Despite the thematic incongruity between the different sections of the novel, it does not feel like a hodgepodge. JC’s views on democracy, terrorism, the response of the Western governments to the threat to their way of life, their treatment of asylum seekers et cetera are very left wing. JC holds Toni Blair—‘[a man with] no philosophical grounding, and little capacity for introspection, and no inner compass save personal ambition . . .’—in contempt and is an unabashed admirer of the late Harold Pinter, the 2005 recipient of the Nobel Prize of literature. Pinter, who was in the terminal stages of cancer when the award was announced, launched a savage attack on Blair in a recorded speech for his part in the Iraq invasion and called for him to be put on trial as a war criminal. JC’s response is: ‘It takes some gumption to speak as Pinter has spoken. . .there comes a time when the outrage and shame are so great that all calculations, all prudence, is overwhelmed, and one must act, that is to say, speak.’ A counterpoising argument to JC’s views is provided by Allan, who prides himself at dealing with realities. Allan tries to distinguish between the Communists, the old foe, and the Islamists, the latest threat to the Western way of life, along the predictable lines. And he is disparaging not just of JC’s views on politics, he also ridicules JC’s views on philosophy and mathematics: ‘Every words he [JC] says is bullshit.’ At times the reader gets the feeling that they are not so much reading a novel as witnessing an Oxford Society debate, albeit an absorbing and fascinating one.

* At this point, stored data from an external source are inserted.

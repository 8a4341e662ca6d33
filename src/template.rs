//! Named-placeholder templates.
//!
//! The page and its script payload are fixed text with `{{ name }}` slots.
//! A [`Template`] is parsed once into literal and placeholder segments and
//! then filled from a [`Fields`] map.
//!
//! ## Syntax
//!
//! - `{{name}}` or `{{ name }}` (spaces optional)
//! - Names are ASCII letters, digits and `_`
//! - There is no escape sequence and no nesting: the templates this crate
//!   ships never contain a literal `{{`
//!
//! ## Filling
//!
//! [`Template::fill`] checks every placeholder before writing anything, so a
//! missing value is reported as [`TemplateError::MissingField`] instead of
//! producing a half-filled document. Values are inserted verbatim and never
//! rescanned: a stylesheet full of `{ }` or a value that happens to contain
//! `{{ x }}` is inert.

use std::borrow::Cow;
use std::collections::BTreeMap;
use thiserror::Error;

#[derive(Error, Debug, PartialEq)]
pub enum TemplateError {
    #[error("no value supplied for placeholder `{0}`")]
    MissingField(String),
    #[error("unclosed placeholder at byte {offset}")]
    Unclosed { offset: usize },
    #[error("invalid placeholder name `{name}` at byte {offset}")]
    InvalidName { name: String, offset: usize },
}

#[derive(Debug, Clone, PartialEq)]
enum Segment<'t> {
    Literal(&'t str),
    Placeholder(&'t str),
}

/// A parsed template borrowing its source text.
#[derive(Debug, Clone)]
pub struct Template<'t> {
    segments: Vec<Segment<'t>>,
    /// Literal bytes, used to size the output buffer.
    literal_len: usize,
}

/// Values for a [`Template::fill`] call, keyed by placeholder name.
///
/// Values may be borrowed (the embedded stylesheet) or owned (rendered
/// fragments). Keys not used by the template are ignored.
#[derive(Debug, Default, Clone)]
pub struct Fields<'a> {
    values: BTreeMap<&'a str, Cow<'a, str>>,
}

impl<'a> Fields<'a> {
    pub fn new() -> Self {
        Self::default()
    }

    /// Set `name` to `value`, replacing any previous value.
    pub fn set(&mut self, name: &'a str, value: impl Into<Cow<'a, str>>) -> &mut Self {
        self.values.insert(name, value.into());
        self
    }

    pub fn get(&self, name: &str) -> Option<&str> {
        self.values.get(name).map(|v| v.as_ref())
    }

    #[cfg(test)]
    pub(crate) fn remove(&mut self, name: &str) -> Option<Cow<'a, str>> {
        self.values.remove(name)
    }
}

fn is_name_char(c: char) -> bool {
    c.is_ascii_alphanumeric() || c == '_'
}

impl<'t> Template<'t> {
    /// Split `source` into literal text and placeholders.
    pub fn parse(source: &'t str) -> Result<Self, TemplateError> {
        let mut segments = Vec::new();
        let mut literal_len = 0;
        let mut rest = source;
        let mut offset = 0;

        while let Some(open) = rest.find("{{") {
            if open > 0 {
                segments.push(Segment::Literal(&rest[..open]));
                literal_len += open;
            }
            let after_open = &rest[open + 2..];
            let close = after_open.find("}}").ok_or(TemplateError::Unclosed {
                offset: offset + open,
            })?;
            let name = after_open[..close].trim();
            if name.is_empty() || !name.chars().all(is_name_char) {
                return Err(TemplateError::InvalidName {
                    name: name.to_string(),
                    offset: offset + open,
                });
            }
            segments.push(Segment::Placeholder(name));

            let consumed = open + 2 + close + 2;
            rest = &rest[consumed..];
            offset += consumed;
        }
        if !rest.is_empty() {
            segments.push(Segment::Literal(rest));
            literal_len += rest.len();
        }

        Ok(Self {
            segments,
            literal_len,
        })
    }

    /// Distinct placeholder names, in order of first appearance.
    pub fn placeholders(&self) -> Vec<&'t str> {
        let mut names: Vec<&'t str> = Vec::new();
        for segment in &self.segments {
            if let Segment::Placeholder(name) = segment {
                if !names.contains(name) {
                    names.push(*name);
                }
            }
        }
        names
    }

    /// Substitute every placeholder with its value from `fields`.
    ///
    /// Fails with [`TemplateError::MissingField`] naming the first placeholder
    /// (in document order) that has no value. Nothing is rendered in that case.
    pub fn fill(&self, fields: &Fields<'_>) -> Result<String, TemplateError> {
        let mut values_len = 0;
        for segment in &self.segments {
            if let Segment::Placeholder(name) = segment {
                let value = fields
                    .get(name)
                    .ok_or_else(|| TemplateError::MissingField(name.to_string()))?;
                values_len += value.len();
            }
        }

        let mut out = String::with_capacity(self.literal_len + values_len);
        for segment in &self.segments {
            match segment {
                Segment::Literal(text) => out.push_str(text),
                // Presence checked above
                Segment::Placeholder(name) => out.push_str(fields.get(name).unwrap_or_default()),
            }
        }
        Ok(out)
    }
}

J.M. Coetzee, together with V.S. Naipaul, is the greatest living writer writing in English. In his long and distinguished career he has handled many narrative forms with great success. Disgrace, arguably his most powerful novel (for which he became the first author to be awarded the Booker prize on two occasions), is in the traditional realistic style, as are some of his other novels most notably The Life and Times of Michael K (for which he won the Booker the first time round) and Waiting for the Barbarians. He used the stream of consciousness technique to devastating effect in In the Heart of Country. In all of his recent novels Coetzee has deliberately removed the space between the narrator and his narrative, and is choosing to appear in them under disguises that camouflage little. Thus the readers are encouraged to think that the views of the protagonists are Coetzee’s own view. He also seems increasingly preoccupied with panoply of contemporary issues, which force their way into his novels as essays. In one of the essays, entitled, ‘Authority in Fiction’ Coetzee, via his alter ego, JC, comes closest to revealing what it is that he is trying to achieve in his recent experiments with the form of novel. He invokes Tolstoy whom JC [Coetzee] greatly admires. ‘No one,’ JC remarks, ‘is better at building authority than Tolstoy. In this sense of the word Tolstoy is the exemplary author.’ JC then goes on to remark that in his later life Tolstoy was treated not just as a great author but as an authority on life, a great man, a sage. JC [Coetzee] then wonders whether authority couldn’t be achieved, not just by the trick of rhetoric, but ‘by opening the poet-self to some higher force, by ceasing to be oneself and beginning to speak vatically.’
One wonders whether Coetzee is not aspiring to be a modern day Tolstoy, a great sage, a wise man, and commentator on the human condition.